%%
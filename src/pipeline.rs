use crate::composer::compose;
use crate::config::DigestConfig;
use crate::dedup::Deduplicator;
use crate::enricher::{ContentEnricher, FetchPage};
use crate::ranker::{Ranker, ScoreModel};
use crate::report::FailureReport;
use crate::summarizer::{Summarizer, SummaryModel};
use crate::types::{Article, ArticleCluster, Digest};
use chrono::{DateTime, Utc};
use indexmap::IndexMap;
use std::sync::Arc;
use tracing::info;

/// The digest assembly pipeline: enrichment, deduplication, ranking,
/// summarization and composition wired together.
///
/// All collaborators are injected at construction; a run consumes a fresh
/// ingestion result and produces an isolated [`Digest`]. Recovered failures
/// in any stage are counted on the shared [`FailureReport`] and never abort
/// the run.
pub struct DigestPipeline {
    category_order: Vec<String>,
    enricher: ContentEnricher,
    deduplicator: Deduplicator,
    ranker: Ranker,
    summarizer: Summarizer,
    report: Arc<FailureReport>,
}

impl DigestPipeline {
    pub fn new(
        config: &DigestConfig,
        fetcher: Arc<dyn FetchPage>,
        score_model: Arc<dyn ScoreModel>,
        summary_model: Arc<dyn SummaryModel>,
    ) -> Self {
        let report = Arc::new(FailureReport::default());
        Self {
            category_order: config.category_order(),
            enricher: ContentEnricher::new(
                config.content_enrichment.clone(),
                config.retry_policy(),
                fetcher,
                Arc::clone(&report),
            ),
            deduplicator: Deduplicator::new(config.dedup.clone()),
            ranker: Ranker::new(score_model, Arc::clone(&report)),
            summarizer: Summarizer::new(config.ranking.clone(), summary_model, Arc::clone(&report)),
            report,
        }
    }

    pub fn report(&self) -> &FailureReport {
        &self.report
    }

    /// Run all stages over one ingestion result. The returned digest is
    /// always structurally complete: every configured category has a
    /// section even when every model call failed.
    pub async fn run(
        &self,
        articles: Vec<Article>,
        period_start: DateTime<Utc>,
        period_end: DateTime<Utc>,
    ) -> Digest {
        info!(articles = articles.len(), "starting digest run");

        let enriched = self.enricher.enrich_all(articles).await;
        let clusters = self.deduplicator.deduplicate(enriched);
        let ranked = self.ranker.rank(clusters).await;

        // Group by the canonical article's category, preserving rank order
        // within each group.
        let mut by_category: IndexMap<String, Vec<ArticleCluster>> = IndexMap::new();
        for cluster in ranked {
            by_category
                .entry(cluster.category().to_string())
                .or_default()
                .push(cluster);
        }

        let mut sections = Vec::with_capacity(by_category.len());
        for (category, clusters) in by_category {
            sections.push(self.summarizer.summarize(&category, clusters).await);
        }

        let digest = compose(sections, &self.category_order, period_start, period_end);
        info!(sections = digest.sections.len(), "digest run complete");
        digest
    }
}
%%
> DIRECTIONS FOR THIS TASK:
Transcribe all of the material above so that it matches the source exactly.

> ANSWER TO THE PROBLEM:
filename src/pipeline.rs
use crate::composer::compose;
use crate::config::DigestConfig;
use crate::dedup::Deduplicator;
use crate::enricher::{ContentEnricher, FetchPage};
use crate::ranker::{Ranker, ScoreModel};
use crate::report::FailureReport;
use crate::summarizer::{Summarizer, SummaryModel};
use crate::types::{Article, ArticleCluster, Digest};
use chrono::{DateTime, Utc};
use indexmap::IndexMap;
use std::sync::Arc;
use tracing::info;

/// The digest assembly pipeline: enrichment, deduplication, ranking,
/// summarization and composition wired together.
///
/// All collaborators are injected at construction; a run consumes a fresh
/// ingestion result and produces an isolated [`Digest`]. Recovered failures
/// in any stage are counted on the shared [`FailureReport`] and never abort
/// the run.
pub struct DigestPipeline {
    category_order: Vec<String>,
    enricher: ContentEnricher,
    deduplicator: Deduplicator,
    ranker: Ranker,
    summarizer: Summarizer,
    report: Arc<FailureReport>,
}

impl DigestPipeline {
    pub fn new(
        config: &DigestConfig,
        fetcher: Arc<dyn FetchPage>,
        score_model: Arc<dyn ScoreModel>,
        summary_model: Arc<dyn SummaryModel>,
    ) -> Self {
        let report = Arc::new(FailureReport::default());
        Self {
            category_order: config.category_order(),
            enricher: ContentEnricher::new(
                config.content_enrichment.clone(),
                config.retry_policy(),
                fetcher,
                Arc::clone(&report),
            ),
            deduplicator: Deduplicator::new(config.dedup.clone()),
            ranker: Ranker::new(score_model, Arc::clone(&report)),
            summarizer: Summarizer::new(config.ranking.clone(), summary_model, Arc::clone(&report)),
            report,
        }
    }

    pub fn report(&self) -> &FailureReport {
        &self.report
    }

    /// Run all stages over one ingestion result. The returned digest is
    /// always structurally complete: every configured category has a
    /// section even when every model call failed.
    pub async fn run(
        &self,
        articles: Vec<Article>,
        period_start: DateTime<Utc>,
        period_end: DateTime<Utc>,
    ) -> Digest {
        info!(articles = articles.len(), "starting digest run");

        let enriched = self.enricher.enrich_all(articles).await;
        let clusters = self.deduplicator.deduplicate(enriched);
        let ranked = self.ranker.rank(clusters).await;

        // Group by the canonical article's category, preserving rank order
        // within each group.
        let mut by_category: IndexMap<String, Vec<ArticleCluster>> = IndexMap::new();
        for cluster in ranked {
            by_category
                .entry(cluster.category().to_string())
                .or_default()
                .push(cluster);
        }

        let mut sections = Vec::with_capacity(by_category.len());
        for (category, clusters) in by_category {
            sections.push(self.summarizer.summarize(&category, clusters).await);
        }

        let digest = compose(sections, &self.category_order, period_start, period_end);
        info!(sections = digest.sections.len(), "digest run complete");
        digest
    }
}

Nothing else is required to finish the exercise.